03 Oct 2016
Doherty Institute researchers identify new strain of norovirus
Doherty Institute scientists have identified a new recombinant strain of norovirus, the most common cause of viral gastroenteritis, and predict it has potential to become a worldwide epidemic in coming months.
Royal Melbourne Hospital’s Victorian Infectious Diseases Reference Laboratory (VIDRL) based at the Doherty Institute published their work in Eurosurveillance. The Victorian Department of Health published a health advisory based on the research.
Dubbed ‘GII.4 Melbourne 2016’, the new strain was first seen in Victoria in August 2015, and then re-emerged in June 2016, having undergone further genetic changes. Between June and September this strain has taken over as the dominant cause of norovirus outbreaks in Victoria.
VIDRL Director, Dr Mike Catton said that VIDRL’s surveillance data since 2002 indicated that new norovirus strains had caused epidemics between two and seven months after first appearing. Recognising this lead time between appearance of novel strains and epidemics, and hence being able to forecast a possible widespread epidemic has been part of the novelty of the current study.
“Based on years of experience monitoring new norovirus strains, we think that this new strain is genetically different enough to cause an epidemic. Spread of new norovirus strains is often national and international,” he said.

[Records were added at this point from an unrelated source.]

//! Route file loading.
//!
//! The file is read and parsed on every call; nothing is cached, so edits to
//! the route file apply to the next webhook without a restart.

use std::fmt;
use std::io;
use std::path::{Path, PathBuf};

use serde_json::Value;
use thiserror::Error;
use tracing::debug;

use super::types::RouteTable;

/// Errors raised while loading a route file.
#[derive(Debug, Error)]
pub enum RouteFileError {
    #[error("route file {} not found", .path.display())]
    NotFound { path: PathBuf },

    #[error("failed to read route file {}: {source}", .path.display())]
    Io {
        path: PathBuf,
        #[source]
        source: io::Error,
    },

    #[error("route file {} is not in TOML, JSON, or YAML format", .path.display())]
    UnsupportedFormat { path: PathBuf },

    #[error("invalid {format} route file: {message}")]
    Parse { format: RouteFormat, message: String },
}

/// Route file syntax, chosen by file suffix.
#[derive(Debug, Clone, Copy, PartialEq, Eq)]
pub enum RouteFormat {
    Toml,
    Json,
    Yaml,
}

impl RouteFormat {
    /// Determine the format from the path suffix (case-insensitive).
    pub fn from_path(path: &Path) -> Result<Self, RouteFileError> {
        let suffix = path
            .extension()
            .and_then(|ext| ext.to_str())
            .map(str::to_ascii_lowercase);

        match suffix.as_deref() {
            Some("toml") => Ok(Self::Toml),
            Some("json") => Ok(Self::Json),
            Some("yaml") | Some("yml") => Ok(Self::Yaml),
            _ => Err(RouteFileError::UnsupportedFormat {
                path: path.to_path_buf(),
            }),
        }
    }
}

impl fmt::Display for RouteFormat {
    fn fmt(&self, f: &mut fmt::Formatter<'_>) -> fmt::Result {
        let name = match self {
            Self::Toml => "TOML",
            Self::Json => "JSON",
            Self::Yaml => "YAML",
        };
        f.write_str(name)
    }
}

/// Read and parse the route file at `path`.
pub async fn load_route_table(path: &Path) -> Result<RouteTable, RouteFileError> {
    let format = RouteFormat::from_path(path)?;

    let content = tokio::fs::read_to_string(path)
        .await
        .map_err(|source| match source.kind() {
            io::ErrorKind::NotFound => RouteFileError::NotFound {
                path: path.to_path_buf(),
            },
            _ => RouteFileError::Io {
                path: path.to_path_buf(),
                source,
            },
        })?;

    debug!(
        path = %path.display(),
        format = %format,
        content_length = content.len(),
        "route_file_read"
    );

    parse_route_table(&content, format)
}

/// Parse route file content in the given format.
///
/// Blank content is an empty table in every format.
pub fn parse_route_table(content: &str, format: RouteFormat) -> Result<RouteTable, RouteFileError> {
    if content.trim().is_empty() {
        return Ok(RouteTable::new());
    }

    let value = match format {
        RouteFormat::Toml => parse_toml(content),
        RouteFormat::Json => parse_json(content),
        RouteFormat::Yaml => parse_yaml(content),
    }
    .map_err(|message| RouteFileError::Parse { format, message })?;

    RouteTable::from_value(&value).ok_or_else(|| RouteFileError::Parse {
        format,
        message: "top-level value must be a mapping of owners".to_string(),
    })
}

fn parse_toml(content: &str) -> Result<Value, String> {
    toml::from_str(content).map_err(|e| e.to_string())
}

fn parse_json(content: &str) -> Result<Value, String> {
    serde_json::from_str(content).map_err(|e| e.to_string())
}

/// Merge keys (`<<: *anchor`) are resolved before conversion.
fn parse_yaml(content: &str) -> Result<Value, String> {
    let mut value: serde_yaml::Value = serde_yaml::from_str(content).map_err(|e| e.to_string())?;
    value.apply_merge().map_err(|e| e.to_string())?;
    serde_json::to_value(value).map_err(|e| e.to_string())
}
//! Shared helpers for the router integration tests.

#![allow(dead_code)]

use std::io::Write;
use std::path::Path;
use std::time::Duration;

use axum::body::Body;
use axum::http::{Request, Response};
use serde_json::Value;
use tempfile::NamedTempFile;
use tower::ServiceExt;
use webhook_dispatcher::web::sign_payload;
use webhook_dispatcher::{create_router, AppState, Config};
use wiremock::MockServer;

pub const PUSH_BODY: &str = r#"{"ref":"refs/heads/main","commits":[],"repository":{"name":"widgets","full_name":"acme/widgets","owner":{"login":"acme"}}}"#;

pub const GHOST_BODY: &str = r#"{"ref":"refs/heads/main","repository":{"name":"town","full_name":"ghost/town","owner":{"login":"ghost"}}}"#;

/// Write `content` to a temporary route file with the given suffix.
pub fn route_file(suffix: &str, content: &str) -> NamedTempFile {
    let mut file = tempfile::Builder::new().suffix(suffix).tempfile().unwrap();
    file.write_all(content.as_bytes()).unwrap();
    file
}

pub fn app(route_file: &Path, secret: Option<&str>) -> axum::Router {
    let mut config = Config::with_route_file(route_file);
    config.webhook_secret = secret.map(str::to_string);
    config.forward_timeout_ms = 5_000;
    create_router(AppState::new(config).unwrap())
}

/// Build a `POST /` request, signing the body when a secret is given.
pub fn webhook_request(event: Option<&str>, body: &str, secret: Option<&str>) -> Request<Body> {
    let mut builder = Request::builder()
        .method("POST")
        .uri("/")
        .header("content-type", "application/json")
        .header("x-github-delivery", "72d3162e-cc78-11e3-81ab-4c9367dc0958");

    if let Some(event) = event {
        builder = builder.header("x-github-event", event);
    }

    if let Some(secret) = secret {
        builder = builder.header("x-hub-signature-256", sign_payload(secret, body.as_bytes()).unwrap());
    }

    builder.body(Body::from(body.to_string())).unwrap()
}

pub async fn send(app: axum::Router, request: Request<Body>) -> Response<Body> {
    app.oneshot(request).await.unwrap()
}

pub async fn body_string(response: Response<Body>) -> String {
    let bytes = axum::body::to_bytes(response.into_body(), usize::MAX)
        .await
        .unwrap();
    String::from_utf8(bytes.to_vec()).unwrap()
}

pub async fn body_json(response: Response<Body>) -> Value {
    serde_json::from_str(&body_string(response).await).unwrap()
}

/// Wait until the mock server has seen `count` requests, or time out.
pub async fn wait_for_requests(server: &MockServer, count: usize) -> Vec<wiremock::Request> {
    for _ in 0..100 {
        let received = server.received_requests().await.unwrap_or_default();
        if received.len() >= count {
            return received;
        }
        tokio::time::sleep(Duration::from_millis(20)).await;
    }
    server.received_requests().await.unwrap_or_default()
}

/// Give a detached forward time to happen, then return what arrived.
pub async fn settle(server: &MockServer) -> Vec<wiremock::Request> {
    tokio::time::sleep(Duration::from_millis(200)).await;
    server.received_requests().await.unwrap_or_default()
}
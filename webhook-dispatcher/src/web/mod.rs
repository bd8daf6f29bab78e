//! Web server module for handling inbound webhooks.
//!
//! This module provides the HTTP surface:
//! - `POST /` receives GitHub webhooks
//! - `GET /routes` lists the configured routes
//! - `GET /openapi.json` serves the API description
//! - `/health` answers liveness probes

pub mod handlers;
pub mod signature;

use axum::{
    routing::{get, post},
    Router,
};
use tower_http::trace::TraceLayer;

pub use handlers::{
    github_webhook, health, list_routes, openapi, AppState, HealthResponse, RoutesQuery,
    WebhookResponse,
};
pub use signature::{
    is_signature_verification_enabled, sign_payload, verify_github_signature, SignatureError,
};

/// Build the application router.
pub fn create_router(state: AppState) -> Router {
    Router::new()
        .route("/", post(github_webhook))
        .route("/routes", get(list_routes))
        .route("/openapi.json", get(openapi))
        .route("/health", get(health).post(health))
        .layer(TraceLayer::new_for_http())
        .with_state(state)
}
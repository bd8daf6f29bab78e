//! Outbound forwarding of webhook payloads.
//!
//! Each accepted webhook produces exactly one POST to its target. The request
//! runs on a detached task so the inbound response never waits on it; the
//! outcome is only logged.

use std::time::Duration;

use bytes::Bytes;
use reqwest::header::CONTENT_TYPE;
use reqwest::Client;
use tokio::task::JoinHandle;
use tracing::{debug, error, info};
use url::Url;

/// Shared HTTP client for forwarding payloads.
///
/// Cheap to clone; all clones share one connection pool.
#[derive(Clone)]
pub struct Forwarder {
    client: Client,
    timeout: Duration,
    debug: bool,
}

impl Forwarder {
    /// Create a forwarder with the given per-request timeout.
    pub fn new(timeout: Duration, debug: bool) -> reqwest::Result<Self> {
        let client = Client::builder()
            .user_agent(concat!("webhook-dispatcher/", env!("CARGO_PKG_VERSION")))
            .timeout(timeout)
            .build()?;

        Ok(Self {
            client,
            timeout,
            debug,
        })
    }

    /// Launch the forward on a detached task.
    ///
    /// Dropping the returned handle does not cancel the delivery.
    pub fn forward(&self, target: &str, body: Bytes) -> JoinHandle<bool> {
        let forwarder = self.clone();
        let target = target.to_string();

        tokio::spawn(async move { forwarder.send(&target, body).await })
    }

    /// POST `body` to `target` once and return whether it was accepted (2xx).
    pub async fn send(&self, target: &str, body: Bytes) -> bool {
        let url = match Url::parse(target) {
            Ok(url) => url,
            Err(e) => {
                error!(target_url = %target, error = %e, "forward_invalid_target");
                return false;
            }
        };

        let body_length = body.len();
        info!(target_url = %url, body_length = body_length, "forward_starting");

        let request = self
            .client
            .post(url.clone())
            .header(CONTENT_TYPE, "application/json")
            .body(body);

        match request.send().await {
            Ok(resp) => {
                let status = resp.status();
                let is_success = status.is_success();

                info!(
                    target_url = %url,
                    status_code = status.as_u16(),
                    is_success = is_success,
                    "forward_complete"
                );

                if self.debug {
                    match resp.text().await {
                        Ok(text) => debug!(
                            target_url = %url,
                            status_code = status.as_u16(),
                            response_length = text.len(),
                            response_body = %text,
                            "forward_response"
                        ),
                        Err(e) => debug!(target_url = %url, error = %e, "forward_response_unreadable"),
                    }
                }

                is_success
            }
            Err(e) => {
                if e.is_timeout() {
                    error!(
                        target_url = %url,
                        timeout_seconds = self.timeout.as_secs_f64(),
                        error = %e,
                        "forward_timeout"
                    );
                } else if e.is_connect() {
                    error!(target_url = %url, error = %e, "forward_connect_error");
                } else {
                    error!(target_url = %url, error = %e, "forward_error");
                }
                false
            }
        }
    }
}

Dr Catton said this strain of gastroenteritis differs from others because no-one in the community is likely to have immunity to it.
“The illness caused by GII.4 Melbourne 2016 is likely to be much the same as caused by other norovirus strains,” he explained. In most people this amounts to self-limited vomiting and diarrhoea rarely lasting more than two days.
“However the elderly, the very young and other members of the community who are immunocompromised are at-risk of more severe disease, and so we have alerted public health authorities and colleagues in the healthcare community”.
“We can’t be certain that an epidemic will occur, but providing an advance warning may help reduce its severity if it does.”
“Prevention relies on high standards of hygiene, particularly effective handwashing, and for two days after symptoms resolve avoiding food preparation, or work in childcare or healthcare facilities.”
Research and analysis for this project was conducted at VIDRL by Leesa Bruggink, Dr Mike Catton and Dr John Marshall. In related work Dr Jason Roberts has used supercomputer technology to perform a 3-dimensional prediction and reconstruction of the new norovirus from its genetic code (pictured).